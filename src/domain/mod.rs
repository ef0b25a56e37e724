//! Domain Layer
//!
//! Entities and the pure state containers. No I/O lives here; the board and
//! table builder mutate in memory and the store layer persists the rest.

mod board;
mod dashboard;
mod entity;
mod member;
mod note;
mod project;
mod table;
mod user;

pub use board::{Board, Column, DragPayload};
pub use dashboard::{BoardDirectory, RetroBoard};
pub use entity::{DomainError, DomainResult, Entity};
pub use member::{Member, MemberDetails};
pub use note::{Note, NoteColor};
pub use project::{NewProject, Project};
pub use table::{CellAddr, CellKind, CellState, Table, TableBuilder, TableTool, ToolTarget};
pub use user::User;
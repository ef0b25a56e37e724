//! Member Entity
//!
//! The association of a user to a project, with audit fields for who added
//! them and when. Display records denormalize usernames and avatars pulled
//! from the `users` table at read time.

use chrono::{DateTime, Utc};
use serde::{Deserialize, Serialize};

use super::entity::Entity;

/// A member row in the hosted `members` table
#[derive(Debug, Clone, PartialEq, Serialize, Deserialize)]
pub struct Member {
    pub user_id: String,
    pub project_id: String,
    pub org_id: String,
    pub added_at: DateTime<Utc>,
    pub added_by: String,
}

impl Entity for Member {
    /// Members are keyed by the (user, project) pair
    type Id = (String, String);

    fn id(&self) -> Self::Id {
        (self.user_id.clone(), self.project_id.clone())
    }
}

/// A member row joined with the profiles of the member and their adder.
/// Profile fields stay empty when the corresponding fetch failed.
#[derive(Debug, Clone, PartialEq, Serialize, Deserialize)]
pub struct MemberDetails {
    pub user_id: String,
    pub username: Option<String>,
    pub image: Option<String>,
    pub added_by: String,
    pub added_by_username: Option<String>,
    pub added_at: DateTime<Utc>,
}
//! Retro Board State
//!
//! Ordered columns of sticky notes with a single drag slot. All mutation
//! happens through `&mut self` transitions, so a note is never observable
//! in two columns at once, or in none mid-move.

use std::sync::Arc;

use dragdrop_state::DragSlot;
use serde::{Deserialize, Serialize};

use super::entity::Entity;
use super::note::{Note, NoteColor};
use crate::ids::IdAllocator;

/// A named, ordered bucket of notes within a board
#[derive(Debug, Clone, PartialEq, Serialize, Deserialize)]
pub struct Column {
    /// Unique identifier
    pub id: u64,
    /// Editable display name
    pub name: String,
    /// Notes in display order
    pub notes: Vec<Note>,
}

impl Column {
    pub fn new(id: u64, name: impl Into<String>) -> Self {
        Self {
            id,
            name: name.into(),
            notes: Vec::new(),
        }
    }

    pub fn contains_note(&self, note_id: u64) -> bool {
        self.notes.iter().any(|n| n.id == note_id)
    }
}

impl Entity for Column {
    type Id = u64;

    fn id(&self) -> Self::Id {
        self.id
    }
}

/// What is currently riding the board's drag slot
#[derive(Debug, Clone)]
pub enum DragPayload {
    /// An existing note leaving its source column
    Note { note: Note, source_column: u64 },
    /// A color swatch about to become a new note
    Swatch(NoteColor),
}

/// The retrospective board: columns, notes, and the active drag gesture.
///
/// Drag state is one shared slot per board instance. Gesture input is
/// physically serial, so a new `begin_drag` simply replaces any prior
/// uncommitted payload.
#[derive(Debug)]
pub struct Board {
    columns: Vec<Column>,
    drag: DragSlot<DragPayload>,
    ids: Arc<IdAllocator>,
}

impl Board {
    /// Placeholder name for columns added through the sidebar button
    pub const NEW_COLUMN_NAME: &'static str = "New Column";

    /// An empty board
    pub fn new(ids: Arc<IdAllocator>) -> Self {
        Self {
            columns: Vec::new(),
            drag: DragSlot::new(),
            ids,
        }
    }

    /// A fresh board with the three standard retro columns
    pub fn with_default_columns(ids: Arc<IdAllocator>) -> Self {
        let mut board = Self::new(ids);
        board.columns = vec![
            Column::new(1, "What went well"),
            Column::new(2, "What could be improved"),
            Column::new(3, "Action Items"),
        ];
        board
    }

    pub fn columns(&self) -> &[Column] {
        &self.columns
    }

    /// Append a new column with a freshly allocated id. Always succeeds.
    pub fn add_column(&mut self) -> u64 {
        let id = self.ids.next_id();
        self.columns.push(Column::new(id, Self::NEW_COLUMN_NAME));
        id
    }

    /// Remove a column and every note in it. No-op if the id is unknown.
    pub fn remove_column(&mut self, column_id: u64) {
        self.columns.retain(|c| c.id != column_id);
    }

    /// Replace a column's display name
    pub fn rename_column(&mut self, column_id: u64, name: impl Into<String>) {
        if let Some(column) = self.column_mut(column_id) {
            column.name = name.into();
        }
    }

    /// Record a note and its current column as the active drag payload.
    /// Unknown note ids leave the slot untouched.
    pub fn begin_drag(&mut self, note_id: u64) {
        let found = self.columns.iter().find_map(|c| {
            c.notes
                .iter()
                .find(|n| n.id == note_id)
                .map(|n| (n.clone(), c.id))
        });
        if let Some((note, source_column)) = found {
            self.drag.begin(DragPayload::Note {
                note,
                source_column,
            });
        }
    }

    /// Record a pending create-from-swatch payload
    pub fn begin_color_drag(&mut self, color: NoteColor) {
        self.drag.begin(DragPayload::Swatch(color));
    }

    /// Resolve the active drag against a target column.
    ///
    /// Note payloads move the note into the target unless it already holds a
    /// note with the same id (duplicate drop events are idempotent). Swatch
    /// payloads synthesize a `"New Note"` in the target. A vanished target
    /// leaves the board untouched. The slot is cleared in every case.
    pub fn commit_drop(&mut self, target_column_id: u64) {
        match self.drag.take() {
            Some(DragPayload::Note { note, .. }) => {
                let Some(target) = self.columns.iter().position(|c| c.id == target_column_id)
                else {
                    return;
                };
                if self.columns[target].contains_note(note.id) {
                    return;
                }
                // Pull the live note out of whichever column holds it; fall
                // back to the drag-start snapshot if it was deleted mid-drag.
                let live = self.extract_note(note.id).unwrap_or(note);
                self.columns[target].notes.push(live);
            }
            Some(DragPayload::Swatch(color)) => {
                let id = self.ids.next_id();
                if let Some(column) = self.column_mut(target_column_id) {
                    column.notes.push(Note::from_swatch(id, color));
                }
            }
            None => {}
        }
    }

    /// Replace a note's text in place
    pub fn edit_note_content(&mut self, column_id: u64, note_id: u64, content: impl Into<String>) {
        if let Some(column) = self.column_mut(column_id) {
            if let Some(note) = column.notes.iter_mut().find(|n| n.id == note_id) {
                note.content = content.into();
            }
        }
    }

    /// Filter a note out of its column
    pub fn remove_note(&mut self, column_id: u64, note_id: u64) {
        if let Some(column) = self.column_mut(column_id) {
            column.notes.retain(|n| n.id != note_id);
        }
    }

    /// Locate a note anywhere on the board
    pub fn find_note(&self, note_id: u64) -> Option<(&Column, &Note)> {
        self.columns.iter().find_map(|c| {
            c.notes
                .iter()
                .find(|n| n.id == note_id)
                .map(|n| (c, n))
        })
    }

    pub fn drag_in_progress(&self) -> bool {
        self.drag.is_active()
    }

    fn column_mut(&mut self, column_id: u64) -> Option<&mut Column> {
        self.columns.iter_mut().find(|c| c.id == column_id)
    }

    fn extract_note(&mut self, note_id: u64) -> Option<Note> {
        for column in &mut self.columns {
            if let Some(pos) = column.notes.iter().position(|n| n.id == note_id) {
                return Some(column.notes.remove(pos));
            }
        }
        None
    }
}

#[cfg(test)]
mod tests {
    use super::*;

    fn test_board() -> Board {
        Board::with_default_columns(Arc::new(IdAllocator::starting_at(1000)))
    }

    fn note_columns(board: &Board, note_id: u64) -> Vec<u64> {
        board
            .columns()
            .iter()
            .filter(|c| c.contains_note(note_id))
            .map(|c| c.id)
            .collect()
    }

    #[test]
    fn test_default_columns() {
        let board = test_board();
        let names: Vec<&str> = board.columns().iter().map(|c| c.name.as_str()).collect();
        assert_eq!(
            names,
            ["What went well", "What could be improved", "Action Items"]
        );
    }

    #[test]
    fn test_swatch_drop_creates_single_note() {
        let mut board = test_board();
        board.begin_color_drag(NoteColor::Yellow);
        board.commit_drop(2);

        let column = &board.columns()[1];
        assert_eq!(column.id, 2);
        assert_eq!(column.notes.len(), 1);
        assert_eq!(column.notes[0].content, "New Note");
        assert_eq!(column.notes[0].color.as_hex(), "#facc15");
        assert!(board.columns()[0].notes.is_empty());
        assert!(board.columns()[2].notes.is_empty());
        assert!(!board.drag_in_progress());
    }

    #[test]
    fn test_note_moves_between_columns() {
        let mut board = test_board();
        board.begin_color_drag(NoteColor::Red);
        board.commit_drop(1);
        let note_id = board.columns()[0].notes[0].id;

        board.begin_drag(note_id);
        board.commit_drop(3);

        assert_eq!(note_columns(&board, note_id), vec![3]);
    }

    #[test]
    fn test_duplicate_drop_is_idempotent() {
        let mut board = test_board();
        board.begin_color_drag(NoteColor::Green);
        board.commit_drop(1);
        let note_id = board.columns()[0].notes[0].id;

        board.begin_drag(note_id);
        board.commit_drop(2);
        // Second drop event for the same gesture, no intervening begin_drag.
        board.commit_drop(2);

        assert_eq!(note_columns(&board, note_id), vec![2]);
        assert_eq!(board.columns()[1].notes.len(), 1);
    }

    #[test]
    fn test_drop_on_source_column_keeps_note() {
        let mut board = test_board();
        board.begin_color_drag(NoteColor::Orange);
        board.commit_drop(1);
        let note_id = board.columns()[0].notes[0].id;

        board.begin_drag(note_id);
        board.commit_drop(1);

        assert_eq!(note_columns(&board, note_id), vec![1]);
    }

    #[test]
    fn test_drop_on_removed_column_keeps_note_in_source() {
        let mut board = test_board();
        board.begin_color_drag(NoteColor::Emerald);
        board.commit_drop(1);
        let note_id = board.columns()[0].notes[0].id;

        board.begin_drag(note_id);
        board.remove_column(3);
        board.commit_drop(3);

        assert_eq!(note_columns(&board, note_id), vec![1]);
        assert!(!board.drag_in_progress());
    }

    #[test]
    fn test_note_never_in_two_columns() {
        let mut board = test_board();
        board.begin_color_drag(NoteColor::Yellow);
        board.commit_drop(1);
        let note_id = board.columns()[0].notes[0].id;

        for target in [2, 3, 1, 2] {
            board.begin_drag(note_id);
            board.commit_drop(target);
            assert_eq!(note_columns(&board, note_id).len(), 1);
        }
    }

    #[test]
    fn test_new_drag_replaces_uncommitted_one() {
        let mut board = test_board();
        board.begin_color_drag(NoteColor::Red);
        board.commit_drop(1);
        board.begin_color_drag(NoteColor::Green);
        board.commit_drop(2);
        let red = board.columns()[0].notes[0].id;
        let green = board.columns()[1].notes[0].id;

        board.begin_drag(red);
        board.begin_drag(green);
        board.commit_drop(3);

        assert_eq!(note_columns(&board, red), vec![1]);
        assert_eq!(note_columns(&board, green), vec![3]);
    }

    #[test]
    fn test_edit_survives_drag() {
        let mut board = test_board();
        board.begin_color_drag(NoteColor::Yellow);
        board.commit_drop(1);
        let note_id = board.columns()[0].notes[0].id;

        board.begin_drag(note_id);
        board.edit_note_content(1, note_id, "Ship the fix");
        board.commit_drop(2);

        let (_, note) = board.find_note(note_id).expect("note present");
        assert_eq!(note.content, "Ship the fix");
    }

    #[test]
    fn test_rename_then_remove_other_column() {
        let mut board = test_board();
        board.begin_color_drag(NoteColor::Green);
        board.commit_drop(2);
        board.rename_column(2, "Keep doing");
        board.remove_column(3);

        let column = board
            .columns()
            .iter()
            .find(|c| c.id == 2)
            .expect("renamed column still present");
        assert_eq!(column.name, "Keep doing");
        assert_eq!(column.notes.len(), 1);
    }

    #[test]
    fn test_remove_column_discards_notes() {
        let mut board = test_board();
        board.begin_color_drag(NoteColor::Red);
        board.commit_drop(1);
        let note_id = board.columns()[0].notes[0].id;

        board.remove_column(1);

        assert!(board.find_note(note_id).is_none());
        assert_eq!(board.columns().len(), 2);
    }

    #[test]
    fn test_commit_without_payload_is_noop() {
        let mut board = test_board();
        board.commit_drop(1);
        assert!(board.columns().iter().all(|c| c.notes.is_empty()));
    }

    #[test]
    fn test_added_column_gets_placeholder_name() {
        let mut board = test_board();
        let id = board.add_column();
        assert!(id >= 1000);
        assert_eq!(board.columns().last().unwrap().name, "New Column");
    }
}
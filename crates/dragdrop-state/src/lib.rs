//! Drag-and-Drop State
//!
//! Framework-free drag state tracking. A drag gesture is a single slot:
//! pointer input is physically serial, so at most one payload is in flight
//! and a new drag silently replaces an uncommitted one.

/// Single-slot drag payload.
///
/// Holds whatever is currently being dragged. `begin` replaces any prior
/// uncommitted payload; `take` hands the payload to the drop handler and
/// leaves the slot empty.
#[derive(Debug, Clone)]
pub struct DragSlot<P> {
    payload: Option<P>,
}

impl<P> Default for DragSlot<P> {
    fn default() -> Self {
        Self::new()
    }
}

impl<P> DragSlot<P> {
    pub fn new() -> Self {
        Self { payload: None }
    }

    /// Start a drag. Any prior payload is discarded.
    pub fn begin(&mut self, payload: P) {
        self.payload = Some(payload);
    }

    pub fn is_active(&self) -> bool {
        self.payload.is_some()
    }

    pub fn payload(&self) -> Option<&P> {
        self.payload.as_ref()
    }

    /// Commit the drag: yields the payload and clears the slot.
    pub fn take(&mut self) -> Option<P> {
        self.payload.take()
    }

    /// Abandon the drag without dropping anywhere.
    pub fn cancel(&mut self) {
        self.payload = None;
    }
}

/// Current drop target under the pointer.
///
/// Tracks which target the drag is hovering over. Entering a new target
/// replaces the previous one (mouseenter fires before mouseleave settles).
#[derive(Debug, Clone)]
pub struct DropHover<T> {
    target: Option<T>,
}

impl<T> Default for DropHover<T> {
    fn default() -> Self {
        Self { target: None }
    }
}

impl<T: PartialEq> DropHover<T> {
    pub fn new() -> Self {
        Self::default()
    }

    pub fn enter(&mut self, target: T) {
        self.target = Some(target);
    }

    /// Leaving a specific target only clears the hover if it is still the
    /// current one, so a stale leave event cannot wipe a newer enter.
    pub fn leave(&mut self, target: &T) {
        if self.target.as_ref() == Some(target) {
            self.target = None;
        }
    }

    pub fn current(&self) -> Option<&T> {
        self.target.as_ref()
    }

    pub fn is_over(&self, target: &T) -> bool {
        self.target.as_ref() == Some(target)
    }

    pub fn clear(&mut self) {
        self.target = None;
    }
}

#[cfg(test)]
mod tests {
    use super::*;

    #[test]
    fn test_begin_replaces_prior_payload() {
        let mut slot = DragSlot::new();
        slot.begin("first");
        slot.begin("second");
        assert_eq!(slot.take(), Some("second"));
        assert!(!slot.is_active());
    }

    #[test]
    fn test_take_clears_slot() {
        let mut slot = DragSlot::new();
        slot.begin(42);
        assert_eq!(slot.take(), Some(42));
        assert_eq!(slot.take(), None);
    }

    #[test]
    fn test_cancel_discards_payload() {
        let mut slot = DragSlot::new();
        slot.begin(1);
        slot.cancel();
        assert!(slot.payload().is_none());
    }

    #[test]
    fn test_hover_enter_replaces() {
        let mut hover = DropHover::new();
        hover.enter((0, 1));
        hover.enter((2, 3));
        assert_eq!(hover.current(), Some(&(2, 3)));
    }

    #[test]
    fn test_stale_leave_ignored() {
        let mut hover = DropHover::new();
        hover.enter("a");
        hover.enter("b");
        hover.leave(&"a");
        assert!(hover.is_over(&"b"));
        hover.leave(&"b");
        assert_eq!(hover.current(), None);
    }
}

————————

■ **What the task asks**:
Determine how many lines of the data include the word "present". Reply with the count and no other text.

■ **Solved exercise**:
2